The Finke River normally drains into the Simpson Desert to the north west of the Macumba, but in the first decade of the 20th century it is thought that the Finke flowed directly into the Macumba. It is thought that the Finke has flowed to Lake Eyre via the Macumba in 1909, 1938, and 1945.

The Macumba is part of the western rivers catchment of the Lake Eyre Drainange basin along with the Peake Creek and Neales River. The western rivers catchment is composed of sandplains, Acacia scrub, gibber plains and dissected residuals.

Along with its tributaries the river has a catchment area of 39000 km2. The river passes through a number of permanent and semi-permanent waterholes including Ross waterhole, Walkinna waterhole, Tidnabucca waterhole, Ullabarracoola waterhole and Christmas waterhole. Eleven tributaries join the Macumba including the Alberga River, Stevenson Creek, Coomparana Creek, and Yardaparinna Creek.

==History==
The traditional owners of the area are the Arabana and Arrernte peoples, both of whom belong to the Central Australian Desert language group. The Macumba features in the Emu story, which is told in 80 verses. The Arabana word for the Macumba is Maka-Wimpa which means fire track, the Arrernte word is Ura-Ingka which also means fire track, named so as the river bed would be the path followed by bushfires in the area.

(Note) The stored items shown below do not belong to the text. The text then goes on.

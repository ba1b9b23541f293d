// SPDX-License-Identifier: MPL-2.0
// This Source Code Form is subject to the terms of the Mozilla Public
// License, v. 2.0. If a copy of the MPL was not distributed with this
// file, You can obtain one at https://mozilla.org/MPL/2.0/.

//! WebSocket protocol implementation for Gixie clocks.

use std::time::Duration;

use futures_util::{SinkExt, StreamExt};
use serde_json::Value;
use tokio::net::TcpStream;
use tokio_tungstenite::tungstenite::Message;
use tokio_tungstenite::{MaybeTlsStream, WebSocketStream, connect_async};

use crate::command::{Command, CommandId, ReadCommand, WriteCommand};
use crate::error::{Error, OperationError, ParseError, ProtocolError};
use crate::protocol::{DEFAULT_REQUEST_TIMEOUT, Protocol};
use crate::response::Response;

type DeviceStream = WebSocketStream<MaybeTlsStream<TcpStream>>;

// ============================================================================
// WsConfig
// ============================================================================

/// Connection parameters for a Gixie clock.
///
/// # Examples
///
/// ```
/// use gixie_lib::protocol::WsConfig;
/// use std::time::Duration;
///
/// let config = WsConfig::new("192.168.1.60");
/// assert_eq!(config.url(), "ws://192.168.1.60:81");
///
/// let config = WsConfig::new("clock.local")
///     .with_port(8081)
///     .with_timeout(Duration::from_secs(5));
/// assert_eq!(config.unique_id(), "gixie_clock.local");
/// ```
#[derive(Debug, Clone, PartialEq, Eq)]
pub struct WsConfig {
    host: String,
    port: u16,
    timeout: Duration,
    drain_grace: Duration,
}

impl WsConfig {
    /// Default WebSocket port of the clock.
    pub const DEFAULT_PORT: u16 = 81;
    /// Default response timeout.
    pub const DEFAULT_TIMEOUT: Duration = DEFAULT_REQUEST_TIMEOUT;
    /// Default time allowed for discarding an unsolicited message.
    pub const DEFAULT_DRAIN_GRACE: Duration = Duration::from_millis(500);

    /// Creates a configuration for the specified host.
    #[must_use]
    pub fn new(host: impl Into<String>) -> Self {
        Self {
            host: host.into().trim().to_string(),
            port: Self::DEFAULT_PORT,
            timeout: Self::DEFAULT_TIMEOUT,
            drain_grace: Self::DEFAULT_DRAIN_GRACE,
        }
    }

    /// Sets a custom port.
    #[must_use]
    pub fn with_port(mut self, port: u16) -> Self {
        self.port = port;
        self
    }

    /// Sets the response timeout.
    #[must_use]
    pub fn with_timeout(mut self, timeout: Duration) -> Self {
        self.timeout = timeout;
        self
    }

    /// Sets how long to wait for an unsolicited message before each request.
    #[must_use]
    pub fn with_drain_grace(mut self, grace: Duration) -> Self {
        self.drain_grace = grace;
        self
    }

    /// Returns the host.
    #[must_use]
    pub fn host(&self) -> &str {
        &self.host
    }

    /// Returns the port.
    #[must_use]
    pub fn port(&self) -> u16 {
        self.port
    }

    /// Returns the response timeout.
    #[must_use]
    pub fn timeout(&self) -> Duration {
        self.timeout
    }

    /// Returns the drain grace period.
    #[must_use]
    pub fn drain_grace(&self) -> Duration {
        self.drain_grace
    }

    /// Returns a stable identifier for this device.
    #[must_use]
    pub fn unique_id(&self) -> String {
        format!("gixie_{}", self.host)
    }

    /// Builds the WebSocket URL.
    #[must_use]
    pub fn url(&self) -> String {
        if self.host.contains(':') && !self.host.starts_with('[') {
            format!("ws://[{}]:{}", self.host, self.port)
        } else {
            format!("ws://{}:{}", self.host, self.port)
        }
    }

    /// Creates a [`WsClient`] from this configuration.
    ///
    /// # Errors
    ///
    /// Returns `ProtocolError::InvalidAddress` if the host is empty or
    /// malformed, or the port is zero.
    pub fn into_client(self) -> Result<WsClient, ProtocolError> {
        if self.host.is_empty() {
            return Err(ProtocolError::InvalidAddress("host is required".to_string()));
        }
        if self.host.contains(['/', ' ', '?', '#']) {
            return Err(ProtocolError::InvalidAddress(format!(
                "invalid host: {}",
                self.host
            )));
        }
        if self.port == 0 {
            return Err(ProtocolError::InvalidAddress("port must be non-zero".to_string()));
        }

        let url = self.url();
        Ok(WsClient { config: self, url })
    }
}

// ============================================================================
// WsClient
// ============================================================================

/// WebSocket client for a Gixie clock.
///
/// Each operation opens its own connection, discards any message the device
/// pushes on connect, sends one request, waits for one response and closes
/// the connection again, whatever the outcome.
///
/// # Examples
///
/// ```no_run
/// use gixie_lib::command::CommandId;
/// use gixie_lib::protocol::{Protocol, WsClient};
///
/// # async fn example() -> gixie_lib::Result<()> {
/// let client = WsClient::new("192.168.1.60")?;
/// let brightness = client.read(CommandId::Brightness).await?;
/// # Ok(())
/// # }
/// ```
#[derive(Debug, Clone)]
pub struct WsClient {
    config: WsConfig,
    url: String,
}

impl WsClient {
    /// Creates a client for the specified host on the default port.
    ///
    /// # Errors
    ///
    /// Returns error if the host is invalid.
    pub fn new(host: impl Into<String>) -> Result<Self, ProtocolError> {
        WsConfig::new(host).into_client()
    }

    /// Returns the WebSocket URL of the device.
    #[must_use]
    pub fn url(&self) -> &str {
        &self.url
    }

    /// Returns the configuration this client was built from.
    #[must_use]
    pub fn config(&self) -> &WsConfig {
        &self.config
    }

    async fn request<C: Command + Sync>(
        &self,
        command: &C,
        timeout: Duration,
    ) -> Result<Option<Value>, Error> {
        let frame = command.to_frame()?;
        let mut stream = self.connect(timeout).await?;
        let outcome = self.transact(&mut stream, frame, timeout).await;
        self.close(stream).await;
        outcome
    }

    async fn connect(&self, timeout: Duration) -> Result<DeviceStream, ProtocolError> {
        let (stream, _) = tokio::time::timeout(timeout, connect_async(self.url.as_str()))
            .await
            .map_err(|_| ProtocolError::Timeout(millis(timeout)))??;
        Ok(stream)
    }

    async fn transact(
        &self,
        stream: &mut DeviceStream,
        frame: String,
        timeout: Duration,
    ) -> Result<Option<Value>, Error> {
        self.drain(stream).await;

        tracing::debug!(url = %self.url, frame = %frame, "Sending request");

        tokio::time::timeout(timeout, stream.send(Message::text(frame)))
            .await
            .map_err(|_| ProtocolError::Timeout(millis(timeout)))?
            .map_err(ProtocolError::from)?;

        let raw = tokio::time::timeout(timeout, next_frame(stream))
            .await
            .map_err(|_| ProtocolError::Timeout(millis(timeout)))??;

        tracing::debug!(url = %self.url, frame = %raw, "Received response");

        Response::parse(&raw)?.into_data()
    }

    /// Discards a message the device may push right after connecting.
    async fn drain(&self, stream: &mut DeviceStream) {
        match tokio::time::timeout(self.config.drain_grace, stream.next()).await {
            Ok(Some(Ok(message))) => {
                tracing::debug!(len = message.len(), "Discarded unsolicited message");
            }
            Ok(Some(Err(e))) => tracing::debug!(error = %e, "Ignoring error while draining"),
            Ok(None) | Err(_) => {}
        }
    }

    async fn close(&self, mut stream: DeviceStream) {
        match tokio::time::timeout(self.config.drain_grace, stream.close(None)).await {
            Ok(Ok(())) => {}
            Ok(Err(e)) => tracing::debug!(error = %e, "Close handshake failed"),
            Err(_) => tracing::debug!("Close handshake timed out"),
        }
    }
}

impl Protocol for WsClient {
    fn request_timeout(&self) -> Duration {
        self.config.timeout
    }

    async fn read_with_timeout(
        &self,
        command: CommandId,
        timeout: Duration,
    ) -> Result<Option<Value>, OperationError> {
        self.request(&ReadCommand::new(command), timeout)
            .await
            .map_err(|e| OperationError::read(command, e.to_string()))
    }

    async fn write_with_timeout(
        &self,
        command: &WriteCommand,
        timeout: Duration,
    ) -> Result<(), OperationError> {
        self.request(command, timeout)
            .await
            .map(|_| ())
            .map_err(|e| OperationError::write(command.command_id(), e.to_string()))
    }
}

/// Waits for the next data frame, skipping control frames.
async fn next_frame(stream: &mut DeviceStream) -> Result<String, Error> {
    while let Some(message) = stream.next().await {
        match message.map_err(ProtocolError::from)? {
            Message::Text(text) => return Ok(text.as_str().to_owned()),
            Message::Binary(bytes) => {
                return String::from_utf8(bytes.to_vec()).map_err(|e| {
                    ParseError::UnexpectedFormat(format!("binary frame is not UTF-8: {e}")).into()
                });
            }
            Message::Close(_) => return Err(ProtocolError::Closed.into()),
            Message::Ping(_) | Message::Pong(_) | Message::Frame(_) => {}
        }
    }
    Err(ProtocolError::Closed.into())
}

fn millis(duration: Duration) -> u64 {
    u64::try_from(duration.as_millis()).unwrap_or(u64::MAX)
}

Wangkangurru (also known as Arabana/Wangkangurru, Wangganguru, Wanggangurru, Wongkangurru) is an Australian Aboriginal language spoken on Wangkangurru country. It is closely related to Arabana language of South Australia. The Wangkangurru language region was traditionally in the South Australian-Queensland border region taking in Birdsville and extending south towards Innamincka and Lake Eyre, including the local government areas of the Shire of Diamantina as well as the Outback Communities Authority of South Australia.

John McDouall Stuart was the first European to explore the area in 1859 when he conducted an expedition to the west of Lake Eyre. In 1870, the Australian Overland Telegraph, which crosses the river near Oodnadatta, was being built.

In 1984, the Macumba, along with Neales River and the other western tributaries, filled Lake Eyre south and partially filled Lake Eyre north from their discharge following heavy rains in central Australia. The river flooded in both 2011 and 2012 with waters discharging into Lake Eyre each time.